S’il est difficile de se prononcer sur les capacités médiumniques de Philip K. Dick, des faits troublants indiquent toutefois chez lui des émergences – tout au moins ponctuelles –, de capacités extrasensorielles - appelées « psi ».
« J’ai amassé dans mes recherches un certain nombre d’évidences qui indiquent que Phil K. Dick percevait, d’une certaine manière, le futur », énonce Anthony Peake. Dans son livre Coulez mes larmes, dit le policier, écrit en 1970, un personnage principal se retrouve de nuit dans une station-service en train d’aider un Afro-américain. En 1978, il rapporte s’être lui-même retrouvé exactement dans la même situation,
« stupéfait de voir avec ses vrais yeux la même scène et les mêmes détails que ses yeux intérieurs avaient vus bien avant », raconte Peake. L’auteur de
A Life of Philip K. Dick poursuit :
« Il s’est aussi souvenu qu’en 1951, il s’était réveillé 2 ou 3 fois dans la nuit, percevant un homme debout au pied de son lit. » De nombreuses années plus tard, K. Dick fait une série de rêves durant lesquels il se voit revenir dans cette même maison.
« Il pensa alors que le personnage au pied du lit pouvait être lui-même en un peu plus vieux. Sa personnalité future serait revenue dans le passé en rêve.
Il se serait alors vu lui-même », informe Anthony Peake. Anecdote typique du monde dickien. Imagination ? Il reste néanmoins une histoire troublante : au cours du printemps 1974, alors que son jeune fils est malade, K. Dick est saisi d’une illumination. Il dit à sa femme :
« Christopher a un défaut de nais¬sance, il a une hernie inguinale droite étranglée. Elle est déjà descendue dans le sac scrotal. La membrane a cédé. Chris doit être opéré immédiatement », détaille Emmanuel Carrère. Comment K. Dick a-t-il pu décrire la pathologie de son fils avec autant de précision ? De fait, le médecin confirme l’exactitude du diagnostic, et l’enfant est opéré le soir même.
Il fut submergé de rêves et de visions étranges.
Il faut dire que ce printemps 1974 fut un peu spécial.

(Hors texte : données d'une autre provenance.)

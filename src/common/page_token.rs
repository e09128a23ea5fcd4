// src/common/page_token.rs

use base64::{DecodeError, Engine, engine::general_purpose};
use serde::{Deserialize, Serialize};
use thiserror::Error;

use crate::models::item::ITEM_KEY_PREFIX;

const TOKEN_VERSION: u8 = 1;

/// What a listing token carries: the tenant it was minted for and the sort
/// key of the last record evaluated.
#[derive(Debug, Serialize, Deserialize, PartialEq)]
struct TokenBody {
    v: u8,
    tenant: i64,
    sk: String,
}

#[derive(Debug, Error)]
pub enum PageTokenError {
    #[error(transparent)]
    Base64(#[from] DecodeError),
    #[error(transparent)]
    Json(#[from] serde_json::Error),
    #[error("unsupported token version {0}")]
    Version(u8),
    #[error("token was issued for another tenant")]
    WrongTenant,
    #[error("token does not point at an item")]
    NotAnItem,
}

pub fn encode(tenant_id: i64, sk: &str) -> String {
    let body = TokenBody {
        v: TOKEN_VERSION,
        tenant: tenant_id,
        sk: sk.to_owned(),
    };
    // Serializing a struct of plain fields cannot fail.
    let json = serde_json::to_vec(&body).unwrap_or_default();
    general_purpose::STANDARD.encode(json)
}

/// Returns the sort key to resume after.
pub fn decode(token: &str, tenant_id: i64) -> Result<String, PageTokenError> {
    let bytes = general_purpose::STANDARD.decode(token)?;
    let body: TokenBody = serde_json::from_slice(&bytes)?;

    if body.v != TOKEN_VERSION {
        return Err(PageTokenError::Version(body.v));
    }
    if body.tenant != tenant_id {
        return Err(PageTokenError::WrongTenant);
    }
    if !body.sk.starts_with(ITEM_KEY_PREFIX) {
        return Err(PageTokenError::NotAnItem);
    }
    Ok(body.sk)
}
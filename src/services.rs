pub mod item_store;
pub use item_store::ItemStore;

Connu sous le nom d’« expérience 2-3-74 », Philip K. Dick vécut en février et mars de cette année-là un fort épisode mystique durant lequel il fut submergé de rêves et de visions étranges.
« Dick attribuait une origine divine aux rafales d’informations qui depuis février 1974 mitraillaient son cerveau », indique Emmanuel Carrère.
« La puissance de son vécu en 1974 fut tel qu’il passa le reste de sa vie à essayer de comprendre ce qui lui était arrivé », témoigne Anthony Peake. Tout commence alors qu’il se fait livrer des médicaments.
L'employée de la pharmacie porte un pendentif en or en forme de poisson. K. Dick interprète ce bijou comme étant le code préparé il y a de cela bien longtemps pour désactiver le module de l’oubli en lui. Ainsi, il pense qu’il se réveille enfin pour réaliser que tout le monde est dans une sorte d’illusion collective.
« L’Empire romain n’a jamais pris fin. […] La plupart d’entre nous croient vivre en 1974, sous le régime de la démocratie américaine. […] Nous sommes en 70 après Jésus-Christ », retranscrit Emmanuel Carrère.
Mélange de confusion pathologique, de perceptions extrasensorielles et d’amplification créatrice ?
« Là où le médium restera tranquille et centré, captant des informations de manière détachée, le psychotique sera submergé par ses peurs et ses émotions. Il se crée ainsi une sorte de magma entre raison, intuition, perceptions sensibles et mémoires non digérées », précise Jean-Marc Mantel. La différence avec K. Dick, c’est que sa psychose était en partie choisie, car imbriquée avec son génie... qui était de créer des fictions. C’est à se demander si, finalement, ce que Philip K. Dick nous laisse en héritage n’est pas avant tout un affranchissement téméraire des normes et des a priori, une profonde capacité à démonter tout regard conditionné sur la réalité afin de percevoir la profonde propension de notre univers à créer constamment.